(Dataset entries)
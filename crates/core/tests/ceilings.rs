use std::io::Write;

use ledbank_core::{ChannelBank, ChannelId, Error};
use pretty_assertions::assert_eq;

fn ceilings(bank: &ChannelBank) -> Vec<(u16, u8)> {
    bank.iter().map(|c| (c.id().0, c.max_intensity())).collect()
}

#[test]
fn test_save_load_round_trip() {
    let _ = env_logger::try_init();
    let dir = tempfile::tempdir().unwrap();
    let path = dir.path().join("led_config.cfg");

    let mut bank = ChannelBank::new();
    for channel in bank.iter_mut() {
        let value = (channel.id().0 * 7 % 256) as u8;
        channel.set_max_intensity(value);
    }
    bank.save_max_intensities(&path).unwrap();

    let mut restored = ChannelBank::new();
    let report = restored.load_max_intensities(&path).unwrap();
    assert_eq!(report.applied, 30);
    assert!(report.unknown.is_empty());
    assert_eq!(ceilings(&restored), ceilings(&bank));
}

#[test]
fn test_saved_file_format() {
    let dir = tempfile::tempdir().unwrap();
    let path = dir.path().join("ceilings.cfg");

    let mut bank = ChannelBank::new();
    bank.get_mut(ChannelId(2)).unwrap().set_max_intensity(100);
    bank.save_max_intensities(&path).unwrap();

    let text = std::fs::read_to_string(&path).unwrap();
    let lines = text.lines().collect::<Vec<_>>();
    assert_eq!(lines.len(), 30);
    assert_eq!(lines[0], "1 255");
    assert_eq!(lines[1], "2 100");
    assert_eq!(lines[25], "26 0");
    assert!(text.ends_with('\n'));

    // Saving again overwrites the previous content.
    bank.save_max_intensities(&path).unwrap();
    let text_2 = std::fs::read_to_string(&path).unwrap();
    assert_eq!(text, text_2);
}

#[test]
fn test_load_unknown_id_is_not_an_error() {
    let dir = tempfile::tempdir().unwrap();
    let path = dir.path().join("ceilings.cfg");
    let mut file = std::fs::File::create(&path).unwrap();
    writeln!(file, "99 12").unwrap();
    drop(file);

    let mut bank = ChannelBank::new();
    let before = ceilings(&bank);
    let report = bank.load_max_intensities(&path).unwrap();

    assert_eq!(report.applied, 0);
    assert_eq!(report.unknown, vec![99]);
    assert_eq!(ceilings(&bank), before);
}

#[test]
fn test_load_missing_file() {
    let dir = tempfile::tempdir().unwrap();
    let mut bank = ChannelBank::new();

    let err = bank
        .load_max_intensities(dir.path().join("missing.cfg"))
        .unwrap_err();
    assert!(matches!(err, Error::Io { .. }));
}

#[test]
fn test_save_into_missing_directory() {
    let dir = tempfile::tempdir().unwrap();
    let bank = ChannelBank::new();

    let err = bank
        .save_max_intensities(dir.path().join("no/such/dir/led_config.cfg"))
        .unwrap_err();
    assert!(matches!(err, Error::Io { .. }));
}

#[test]
fn test_lookup_all_ids() {
    let bank = ChannelBank::new();
    for id in 1..=30 {
        assert_eq!(bank.get(ChannelId(id)).unwrap().id(), ChannelId(id));
    }

    for id in [0, 31, 99, u16::MAX] {
        assert!(matches!(bank.get(ChannelId(id)), Err(Error::NotFound(_))));
    }
}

- [Work task]
Output exactly the line containing "assert_eq!(report.unknown, vec![99]);" together with every line after it, ending at the final line of the entries.

- [Response area]
    assert_eq!(report.unknown, vec![99]);
    assert_eq!(ceilings(&bank), before);
}

#[test]
fn test_load_missing_file() {
    let dir = tempfile::tempdir().unwrap();
    let mut bank = ChannelBank::new();

    let err = bank
        .load_max_intensities(dir.path().join("missing.cfg"))
        .unwrap_err();
    assert!(matches!(err, Error::Io { .. }));
}

#[test]
fn test_save_into_missing_directory() {
    let dir = tempfile::tempdir().unwrap();
    let bank = ChannelBank::new();

    let err = bank
        .save_max_intensities(dir.path().join("no/such/dir/led_config.cfg"))
        .unwrap_err();
    assert!(matches!(err, Error::Io { .. }));
}

#[test]
fn test_lookup_all_ids() {
    let bank = ChannelBank::new();
    for id in 1..=30 {
        assert_eq!(bank.get(ChannelId(id)).unwrap().id(), ChannelId(id));
    }

    for id in [0, 31, 99, u16::MAX] {
        assert!(matches!(bank.get(ChannelId(id)), Err(Error::NotFound(_))));
    }
}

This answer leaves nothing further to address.